L’evento artistico, intitolato “Luci nel Buio”, è la quarta edizione di una collettiva che, oltre a includere le opere di diversi artisti, offrirà una serie di iniziative culturali in tutto il periodo delle festività (dal 7 dicembre al 7 gennaio). La mostra, curata dai responsabili della galleria romana e ideata dal parroco don Davide Martinelli, verrà inaugurata il 7 dicembre a Capranica, alle ore 17:00, e promette di essere un’occasione imperdibile per gli amanti dell’arte e della cultura.

Quella di venerdì è stata una serata speciale non solo per conoscere il lato più umano e sensibile di Nino Palmieri, ma anche per riflettere sul valore della condivisione culturale e della crescita personale. Palmieri, con il suo approccio sincero e la sua energia travolgente, ha saputo coinvolgere il pubblico in un viaggio che va oltre la scrittura, toccando i temi universali della ricerca interiore, della famiglia, e del costante confronto con le proprie fragilità e ambizioni.

Il “palco” di “Interno 4” è stato il luogo ideale per un incontro che ha mescolato arte, psicologia, emozione e cucina, tipiche della vita di un uomo che non smette mai di esplorare e di inventare. Il successo dell’evento dimostra come Nino Palmieri sia riuscito a coniugare con naturalezza tutte le sue passioni, conquistando una volta di più il cuore dei suoi interlocutori.

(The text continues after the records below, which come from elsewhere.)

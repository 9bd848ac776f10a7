//! Snapshot stream callback slot.
//!
//! One maintenance client holds at most one snapshot stream and at most one
//! callback. The slot is a two-state machine guarded by a reentrant mutex:
//!
//! ```text
//!            attach(cb)                  attach(cb') swaps, no new stream
//!   Closed ─────────────▶ Open{gen, stream, cb} ◀───┐
//!     ▲                      │  │  │                └─┘
//!     │   detach()           │  │  │ on_error  -> cb.on_error (once)
//!     └──────────────────────┘  │  └ on_completed -> cb.on_completed
//!     └─────────────────────────┘
//! ```
//!
//! Every delivery happens inside the same critical section as attach and
//! detach, to the callback installed at that moment, so a chunk never
//! reaches two callbacks and never reaches one that is being removed. Each
//! opened stream gets a generation number; events from a stream that is no
//! longer the current one are dropped. The mutex is reentrant so a callback
//! may detach or re-attach from inside its own delivery.

use crate::core::error::ClientError;
use crate::etcd::maintenance::SnapshotResult;
use crate::etcd::proto;
use crate::transport::{MaintenanceRpc, StreamHandle, StreamObserver};
use parking_lot::ReentrantMutex;
use std::cell::RefCell;
use std::sync::atomic::{AtomicU64, Ordering};
use std::sync::{Arc, Weak};
use tonic::Status;

/// Receiver of snapshot chunks.
pub trait SnapshotCallback: Send + Sync {
    /// One chunk of the snapshot.
    fn on_snapshot(&self, snapshot: SnapshotResult);

    /// The stream failed. Called at most once; the slot is closed by then.
    fn on_error(&self, error: ClientError);

    /// The server ended the stream. The slot is closed by then.
    fn on_completed(&self) {}
}

enum SlotState {
    Closed,
    Open {
        generation: u64,
        stream: StreamHandle,
        callback: Arc<dyn SnapshotCallback>,
    },
}

struct SlotShared {
    state: ReentrantMutex<RefCell<SlotState>>,
    generations: AtomicU64,
    transport: Arc<dyn MaintenanceRpc>,
}

/// Single-subscriber slot bound to the snapshot stream of one client.
#[derive(Clone)]
pub struct SnapshotSlot {
    shared: Arc<SlotShared>,
}

impl SnapshotSlot {
    pub fn new(transport: Arc<dyn MaintenanceRpc>) -> Self {
        Self {
            shared: Arc::new(SlotShared {
                state: ReentrantMutex::new(RefCell::new(SlotState::Closed)),
                generations: AtomicU64::new(0),
                transport,
            }),
        }
    }

    /// Install `callback`, opening the stream if the slot is closed.
    ///
    /// When a stream is already open only the callback changes: no second
    /// stream is opened and earlier chunks are not replayed.
    pub fn attach(&self, callback: Arc<dyn SnapshotCallback>) {
        let guard = self.shared.state.lock();

        let opened = {
            let mut state = guard.borrow_mut();
            match &mut *state {
                SlotState::Open {
                    generation,
                    callback: installed,
                    ..
                } => {
                    *installed = callback;
                    tracing::debug!(generation = *generation, "snapshot callback swapped");
                    None
                }
                SlotState::Closed => {
                    let generation = self.shared.generations.fetch_add(1, Ordering::Relaxed) + 1;
                    let (stream, completion) = StreamHandle::new();
                    *state = SlotState::Open {
                        generation,
                        stream,
                        callback,
                    };
                    Some((generation, completion))
                }
            }
        };

        // Opened with the borrow released: a transport may deliver inline.
        if let Some((generation, completion)) = opened {
            tracing::debug!(generation, "opening snapshot stream");
            let observer = Arc::new(SlotObserver {
                generation,
                shared: Arc::downgrade(&self.shared),
            });
            self.shared
                .transport
                .snapshot(proto::SnapshotRequest, observer, completion);
        }
    }

    /// Close the stream and release the callback. Returns false when the slot
    /// was already closed, in which case nothing happens.
    pub fn detach(&self) -> bool {
        let guard = self.shared.state.lock();
        let previous = guard.replace(SlotState::Closed);
        match previous {
            SlotState::Open {
                generation, stream, ..
            } => {
                stream.complete();
                tracing::debug!(generation, "snapshot stream detached");
                true
            }
            SlotState::Closed => false,
        }
    }

    pub fn is_open(&self) -> bool {
        let guard = self.shared.state.lock();
        let open = matches!(&*guard.borrow(), SlotState::Open { .. });
        open
    }

    /// Generation of the open stream, if any.
    pub fn generation(&self) -> Option<u64> {
        let guard = self.shared.state.lock();
        let generation = match &*guard.borrow() {
            SlotState::Open { generation, .. } => Some(*generation),
            SlotState::Closed => None,
        };
        generation
    }
}

impl std::fmt::Debug for SnapshotSlot {
    fn fmt(&self, f: &mut std::fmt::Formatter<'_>) -> std::fmt::Result {
        f.debug_struct("SnapshotSlot")
            .field("generation", &self.generation())
            .finish()
    }
}

/// Observer handed to the transport for one stream generation.
struct SlotObserver {
    generation: u64,
    shared: Weak<SlotShared>,
}

impl SlotObserver {
    /// Take the callback out of the slot and close it, if this stream is
    /// still the current one. Must be called with the lock held.
    fn close_current(&self, state: &RefCell<SlotState>) -> Option<Arc<dyn SnapshotCallback>> {
        let mut state = state.borrow_mut();
        let current = matches!(
            &*state,
            SlotState::Open { generation, .. } if *generation == self.generation
        );
        if !current {
            return None;
        }
        match std::mem::replace(&mut *state, SlotState::Closed) {
            SlotState::Open { callback, .. } => Some(callback),
            SlotState::Closed => None,
        }
    }
}

impl StreamObserver<proto::SnapshotResponse> for SlotObserver {
    fn on_next(&self, message: proto::SnapshotResponse) {
        let Some(shared) = self.shared.upgrade() else {
            return;
        };
        let guard = shared.state.lock();
        let callback = match &*guard.borrow() {
            SlotState::Open {
                generation,
                callback,
                ..
            } if *generation == self.generation => callback.clone(),
            _ => {
                tracing::trace!(generation = self.generation, "dropping chunk of a stale stream");
                return;
            }
        };
        callback.on_snapshot(SnapshotResult::from(message));
    }

    fn on_error(&self, status: Status) {
        let Some(shared) = self.shared.upgrade() else {
            return;
        };
        let guard = shared.state.lock();
        let Some(callback) = self.close_current(&guard) else {
            return;
        };
        tracing::warn!(
            generation = self.generation,
            code = ?status.code(),
            "snapshot stream terminated: {}",
            status.message()
        );
        callback.on_error(ClientError::StreamTerminated { status });
    }

    fn on_completed(&self) {
        let Some(shared) = self.shared.upgrade() else {
            return;
        };
        let guard = shared.state.lock();
        let Some(callback) = self.close_current(&guard) else {
            return;
        };
        tracing::debug!(generation = self.generation, "snapshot stream completed");
        callback.on_completed();
    }
}
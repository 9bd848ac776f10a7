//! Lattice client - asynchronous etcd v3 client core.
//!
//! Every RPC returns immediately with a [`BridgedCall`]: a future that
//! resolves on the client's own callback thread with a typed result or a
//! [`ClientError`]. Transactions are built with [`Txn::builder`] and mapped to
//! and from the wire by [`TxnCodec`]. The maintenance client streams
//! snapshot chunks into a single, swappable [`SnapshotCallback`].
//!
//! # Architecture
//!
//! ```text
//! ┌─────────────────────────────────────────────────────────────────┐
//! │                 KvClient        MaintenanceClient               │
//! │        put/get/delete/commit    status/alarm/snapshot slot      │
//! └─────────────────────────────────────────────────────────────────┘
//!                                  │
//! ┌─────────────────────────────────────────────────────────────────┐
//! │     AsyncBridge: PendingCall ──▶ callback context ──▶ BridgedCall│
//! │     TxnCodec: Txn ⇄ TxnRequest / TxnResponse                     │
//! └─────────────────────────────────────────────────────────────────┘
//!                                  │
//! ┌─────────────────────────────────────────────────────────────────┐
//! │        KvRpc / MaintenanceRpc: GrpcTransport │ MemoryTransport   │
//! └─────────────────────────────────────────────────────────────────┘
//! ```
//!
//! # Module Organization
//!
//! - [`core::config`] - Configuration parsing and validation
//! - [`core::error`] - Error taxonomy
//! - [`core::telemetry`] - Tracing setup
//! - [`etcd`] - Data model, wire messages and [`TxnCodec`]
//! - [`client`] - Bridge, resource clients and the snapshot slot
//! - [`transport`] - Transport contracts, gRPC and in-memory transports
//!
//! # Example
//!
//! ```no_run
//! use lattice_client::{Client, ClientConfig, Cmp, CmpOp, Op, PutOptions, Txn};
//!
//! # async fn run() -> Result<(), Box<dyn std::error::Error>> {
//! let client = Client::connect(&ClientConfig::default()).await?;
//! client.kv().put("config/mode", "active").await?;
//!
//! let txn = Txn::builder()
//!     .when([Cmp::value("config/mode", CmpOp::Equal, "active")?])
//!     .then([Op::put("config/owner", "me", PutOptions::default())])
//!     .build();
//! let result = client.kv().commit(&txn).await?;
//! assert!(result.succeeded);
//! client.close();
//! # Ok(())
//! # }
//! ```

pub mod client;
pub mod core;
pub mod etcd;
pub mod transport;

pub use self::core::config::{ClientConfig, ConfigOverrides};
pub use self::core::error::{ClientError, ClientResult};
pub use client::{
    AsyncBridge, BridgedCall, CallbackContext, CancelHandle, Client, KvClient, MaintenanceClient,
    PendingCall, SnapshotCallback, SnapshotSlot,
};
pub use etcd::{
    Cmp, CmpOp, CmpTarget, DeleteOptions, GetOptions, Header, KeyValue, Op, OperationResult,
    PutOptions, Txn, TxnCodec, TxnResult,
};
pub use transport::{KvRpc, MaintenanceRpc, MemoryTransport};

Il “Dal Niente al Mai Abbastanza” non è solo un libro, ma un vero e proprio invito a riflettere su cosa voglia dire “arrivare da qualche parte” e su come sia possibile non fermarsi mai. Una lezione di vita che Palmieri, con generosità, ha condiviso con il suo pubblico, lasciando in ogni partecipante una traccia di riflessione e, senza dubbio, un sorriso.